Records for the task:
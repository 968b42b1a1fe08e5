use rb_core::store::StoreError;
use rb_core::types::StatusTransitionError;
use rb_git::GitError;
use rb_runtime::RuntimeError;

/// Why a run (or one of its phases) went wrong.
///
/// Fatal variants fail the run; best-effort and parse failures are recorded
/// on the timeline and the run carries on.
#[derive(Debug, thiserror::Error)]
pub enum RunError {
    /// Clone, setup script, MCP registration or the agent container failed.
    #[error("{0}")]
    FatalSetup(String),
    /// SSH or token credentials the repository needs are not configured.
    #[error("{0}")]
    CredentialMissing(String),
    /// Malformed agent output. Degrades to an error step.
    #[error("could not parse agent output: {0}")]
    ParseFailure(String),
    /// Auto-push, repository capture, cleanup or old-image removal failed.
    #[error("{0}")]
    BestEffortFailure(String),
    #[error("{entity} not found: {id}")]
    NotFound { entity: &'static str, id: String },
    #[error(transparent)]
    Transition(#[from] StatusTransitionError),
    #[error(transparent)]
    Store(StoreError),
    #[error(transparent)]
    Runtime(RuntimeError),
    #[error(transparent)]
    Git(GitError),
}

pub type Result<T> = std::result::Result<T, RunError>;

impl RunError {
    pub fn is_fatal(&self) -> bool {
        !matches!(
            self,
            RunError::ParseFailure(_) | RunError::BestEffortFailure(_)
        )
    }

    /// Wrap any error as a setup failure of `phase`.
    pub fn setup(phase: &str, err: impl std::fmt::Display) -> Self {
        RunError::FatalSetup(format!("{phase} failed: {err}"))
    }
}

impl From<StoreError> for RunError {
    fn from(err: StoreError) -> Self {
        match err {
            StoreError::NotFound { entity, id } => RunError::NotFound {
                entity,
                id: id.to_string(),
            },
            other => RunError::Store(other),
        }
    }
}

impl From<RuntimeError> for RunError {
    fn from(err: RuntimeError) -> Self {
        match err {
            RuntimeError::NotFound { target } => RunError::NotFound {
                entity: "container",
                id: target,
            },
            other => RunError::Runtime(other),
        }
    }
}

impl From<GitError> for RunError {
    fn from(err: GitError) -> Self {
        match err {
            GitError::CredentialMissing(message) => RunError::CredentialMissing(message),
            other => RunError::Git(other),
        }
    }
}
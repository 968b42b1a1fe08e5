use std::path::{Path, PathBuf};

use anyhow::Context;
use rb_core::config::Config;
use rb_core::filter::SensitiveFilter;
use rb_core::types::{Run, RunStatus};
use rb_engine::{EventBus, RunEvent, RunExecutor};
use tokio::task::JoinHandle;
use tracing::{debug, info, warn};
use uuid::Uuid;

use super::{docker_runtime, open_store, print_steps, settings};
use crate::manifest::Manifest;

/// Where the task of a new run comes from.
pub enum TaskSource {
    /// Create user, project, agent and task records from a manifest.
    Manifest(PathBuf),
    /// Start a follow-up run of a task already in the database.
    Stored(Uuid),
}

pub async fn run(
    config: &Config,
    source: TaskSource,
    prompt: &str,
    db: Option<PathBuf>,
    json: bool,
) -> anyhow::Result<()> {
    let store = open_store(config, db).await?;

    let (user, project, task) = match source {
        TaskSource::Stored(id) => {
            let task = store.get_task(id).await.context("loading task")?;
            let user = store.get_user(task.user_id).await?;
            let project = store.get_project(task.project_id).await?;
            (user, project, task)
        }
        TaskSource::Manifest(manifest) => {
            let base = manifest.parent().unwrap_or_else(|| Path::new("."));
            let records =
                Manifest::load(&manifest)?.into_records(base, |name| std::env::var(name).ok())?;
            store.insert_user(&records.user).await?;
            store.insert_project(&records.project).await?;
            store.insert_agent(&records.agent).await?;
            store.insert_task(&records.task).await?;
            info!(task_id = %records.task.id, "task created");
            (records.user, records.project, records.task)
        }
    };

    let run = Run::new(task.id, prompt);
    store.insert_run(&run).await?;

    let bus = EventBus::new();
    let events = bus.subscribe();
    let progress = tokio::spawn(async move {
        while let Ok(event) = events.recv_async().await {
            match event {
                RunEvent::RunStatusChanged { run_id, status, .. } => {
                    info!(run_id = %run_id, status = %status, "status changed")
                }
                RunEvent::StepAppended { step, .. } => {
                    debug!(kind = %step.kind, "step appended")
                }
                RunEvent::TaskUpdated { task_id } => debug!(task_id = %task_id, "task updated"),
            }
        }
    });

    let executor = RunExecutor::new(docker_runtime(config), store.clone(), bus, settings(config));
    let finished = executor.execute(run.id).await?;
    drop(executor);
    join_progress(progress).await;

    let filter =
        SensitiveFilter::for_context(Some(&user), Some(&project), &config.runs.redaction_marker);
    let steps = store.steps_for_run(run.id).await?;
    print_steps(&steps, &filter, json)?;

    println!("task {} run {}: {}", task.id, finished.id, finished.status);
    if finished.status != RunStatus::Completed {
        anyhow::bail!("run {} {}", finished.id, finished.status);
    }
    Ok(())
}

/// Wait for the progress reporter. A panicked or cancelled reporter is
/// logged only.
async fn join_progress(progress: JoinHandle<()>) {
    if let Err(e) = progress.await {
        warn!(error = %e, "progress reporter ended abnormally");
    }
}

What this task involves: Beginning with the top line of the data above, output every line exactly until the one that contains "pub fn setup(phase: &str, err: impl", and include that one too.

Solution for this problem:
repository 968b42b1a1fe08e5
use rb_core::store::StoreError;
use rb_core::types::StatusTransitionError;
use rb_git::GitError;
use rb_runtime::RuntimeError;

/// Why a run (or one of its phases) went wrong.
///
/// Fatal variants fail the run; best-effort and parse failures are recorded
/// on the timeline and the run carries on.
#[derive(Debug, thiserror::Error)]
pub enum RunError {
    /// Clone, setup script, MCP registration or the agent container failed.
    #[error("{0}")]
    FatalSetup(String),
    /// SSH or token credentials the repository needs are not configured.
    #[error("{0}")]
    CredentialMissing(String),
    /// Malformed agent output. Degrades to an error step.
    #[error("could not parse agent output: {0}")]
    ParseFailure(String),
    /// Auto-push, repository capture, cleanup or old-image removal failed.
    #[error("{0}")]
    BestEffortFailure(String),
    #[error("{entity} not found: {id}")]
    NotFound { entity: &'static str, id: String },
    #[error(transparent)]
    Transition(#[from] StatusTransitionError),
    #[error(transparent)]
    Store(StoreError),
    #[error(transparent)]
    Runtime(RuntimeError),
    #[error(transparent)]
    Git(GitError),
}

pub type Result<T> = std::result::Result<T, RunError>;

impl RunError {
    pub fn is_fatal(&self) -> bool {
        !matches!(
            self,
            RunError::ParseFailure(_) | RunError::BestEffortFailure(_)
        )
    }

    /// Wrap any error as a setup failure of `phase`.
    pub fn setup(phase: &str, err: impl std::fmt::Display) -> Self {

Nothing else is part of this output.